En parlant ainsi, la belle Agathe jeta ses deux bras autour du cou de Michel, et, attirant, sa tête contre son sein, elle la couvrit de baisers ineffables.
Michel avait dix-huit ans, une âme de feu, une organisation inquiète et dévorante, un grand orgueil, un esprit entreprenant. Toutefois, son âme était pure comme son âge, et le bonheur le trouva chaste et religieusement prosterné. Toute sa jalousie, tous ses soupçons outrageants s'évanouirent. Il ne songea plus à se demander comment une personne si austère et qui passait pour n'avoir jamais eu d'amant, pouvait tout à coup, à la première vue, s'éprendre d'un enfant tel que lui, et le lui déclarer avec un abandon si complet. Il ne sentit que la joie d'être aimé, une reconnaissance enthousiaste et sans bornes, une adoration fervente, aveugle. Des bras d'Agathe il tomba à ses pieds et les couvrit de baisers passionnés, presque dévots.
«Non, non, pas à mes pieds, sur mon cœur!» s'écria la princesse; et l'y retenant longtemps avec une étreinte exaltée, elle fondit en larmes.
Ces larmes étaient si vraies, elles avaient une si sainte éloquence, que Michel fut inondé de sympathie. Son sein se gonfla et se brisa en sanglots, une volupté divine effaça toute idée de volupté terrestre. Il s'aperçut que cette femme ne lui inspirait aucun désir profane, qu'il était heureux et non agité dans ses bras, que mêler ses larmes aux siennes et se sentir aimé d'elle était un bonheur plus grand que tous les transports que sa jeunesse avait rêvés; qu'enfin il la respectait jusqu'à la crainte en la tenant pressée sur son cœur, et que jamais, entre elle et lui, il n'y aurait une pensée que les anges ne pussent lire en souriant.
Il sentit tout cela confusément sans doute, mais si profondément et d'une façon tellement victorieuse, qu'Agathe ne se douta jamais du mauvais mouvement de fatuité qui l'avait attiré à ses pieds quelques minutes auparavant.
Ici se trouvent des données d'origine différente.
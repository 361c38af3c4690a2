//! Pushing set-level values down into mapping rows.

use std::collections::BTreeMap;

use crate::error::{MappingSetError, Result};
use crate::mapping::{Mapping, SlotValue, MULTIVALUE_SEPARATOR, REQUIRED_FIELDS};
use crate::table::MappingSetTable;

/// Set each overridden slot on every row to the `|`-joined distinct values,
/// the row's own values first, then the override values, in encounter order.
///
/// The required identifier fields cannot be overridden.
pub fn inject_metadata(
    rows: &[Mapping],
    overrides: &BTreeMap<String, Vec<String>>,
) -> Result<Vec<Mapping>> {
    if let Some(field) = overrides
        .keys()
        .find(|field| REQUIRED_FIELDS.contains(&field.as_str()))
    {
        return Err(MappingSetError::InvalidArgument(format!(
            "`{field}` is a required identifier and cannot be injected"
        )));
    }

    Ok(rows
        .iter()
        .map(|row| {
            let mut row = row.clone();
            for (slot, values) in overrides {
                let mut merged: Vec<String> = Vec::new();
                for value in row.field_values(slot).into_iter().chain(values.iter().cloned()) {
                    if !value.is_empty() && !merged.contains(&value) {
                        merged.push(value);
                    }
                }
                if !merged.is_empty() {
                    let joined = merged.join(&MULTIVALUE_SEPARATOR.to_string());
                    row.set(slot, SlotValue::Text(joined));
                }
            }
            row
        })
        .collect())
}

impl MappingSetTable {
    /// Rows with the table's mapping-level metadata filled in wherever a row
    /// does not carry the slot itself.
    pub fn inject_own_metadata(&self) -> Vec<Mapping> {
        let inherited: Vec<(&String, &SlotValue)> = self
            .metadata
            .iter()
            .filter(|(slot, _)| {
                !REQUIRED_FIELDS.contains(&slot.as_str()) && self.schema.is_known(slot)
            })
            .collect();
        self.rows
            .iter()
            .map(|row| {
                let mut row = row.clone();
                for (slot, value) in &inherited {
                    row.slots
                        .entry((*slot).clone())
                        .or_insert_with(|| (*value).clone());
                }
                row
            })
            .collect()
    }
}

#[cfg(test)]
mod tests {
    use super::*;
    use crate::mapping::{CREATOR_ID, SUBJECT_ID};
    use crate::table::Metadata;

    fn overrides(slot: &str, values: &[&str]) -> BTreeMap<String, Vec<String>> {
        let mut map = BTreeMap::new();
        map.insert(slot.to_string(), values.iter().map(|v| v.to_string()).collect());
        map
    }

    #[test]
    fn values_are_joined_in_encounter_order_without_duplicates() {
        let rows = vec![
            Mapping::new("a:1", "skos:exactMatch", "b:1")
                .with_slot(CREATOR_ID, vec!["orcid:2".to_string(), "orcid:1".to_string()]),
            Mapping::new("a:2", "skos:exactMatch", "b:2"),
        ];
        let out = inject_metadata(&rows, &overrides(CREATOR_ID, &["orcid:1", "orcid:3"])).unwrap();
        assert_eq!(out[0].get_text(CREATOR_ID), Some("orcid:2|orcid:1|orcid:3"));
        assert_eq!(out[1].get_text(CREATOR_ID), Some("orcid:1|orcid:3"));
        // Input rows are untouched.
        assert!(matches!(rows[0].slots[CREATOR_ID], SlotValue::List(_)));
    }

    #[test]
    fn required_fields_cannot_be_injected() {
        let rows = vec![Mapping::new("a:1", "skos:exactMatch", "b:1")];
        let err = inject_metadata(&rows, &overrides(SUBJECT_ID, &["a:9"])).unwrap_err();
        assert!(matches!(err, MappingSetError::InvalidArgument(_)));
    }

    #[test]
    fn own_metadata_fills_missing_mapping_slots_only() {
        let mut metadata = Metadata::new();
        metadata.insert("license".to_string(), SlotValue::from("https://example.org/license"));
        metadata.insert("mapping_set_id".to_string(), SlotValue::from("https://example.org/set"));
        let rows = vec![
            Mapping::new("a:1", "skos:exactMatch", "b:1"),
            Mapping::new("a:2", "skos:exactMatch", "b:2")
                .with_slot("license", "https://other.org/l"),
        ];
        let table = MappingSetTable::new(rows, None, Some(metadata)).unwrap();
        let injected = table.inject_own_metadata();
        assert_eq!(injected[0].get_text("license"), Some("https://example.org/license"));
        assert_eq!(injected[1].get_text("license"), Some("https://other.org/l"));
        assert!(!injected[0].slots.contains_key("mapping_set_id"));
    }
}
Alors Agathe, levant vers le ciel ses beaux yeux humides, pâle au clair de la lune, et comme ravie dans une divine extase, s'écria avec transport: «O mon Dieu! que je te remercie! Voici le premier moment de bonheur que tu me donnes; mais je ne me plains pas de l'avoir attendu si longtemps: car il est si grand, si pur, si complet, qu'il efface et rachète toutes les douleurs de ma vie!»
Elle était si belle, elle parlait avec un enthousiasme si sincère, que Michel crut voir une sainte des anciens jours. «O mon Dieu! mon Dieu! dit-il d'une voix étouffée, moi aussi je te bénis! qu'ai-je fait pour mériter un semblable bonheur? Être aimé d'elle! Oh! c'est un rêve, je crains de m'éveiller!
—Non, ce n'est pas un rêve, Michel, reprit la princesse en reportant sur lui son regard inspiré; c'est la seule réalité de ma vie, et ce sera celle de toute la tienne. Dis-moi, quel autre être que toi pouvais-je aimer sur la terre? Jusqu'ici je n'ai fait que souffrir et languir; mais, à présent que tu es là, il me semble que j'étais née pour les plus grandes félicités humaines. Mon enfant, mon bien-aimé, ma consolation souveraine, mon seul amour! Oh! je ne puis plus parler, je ne saurais rien te dire, la joie m'inonde et m'accable!...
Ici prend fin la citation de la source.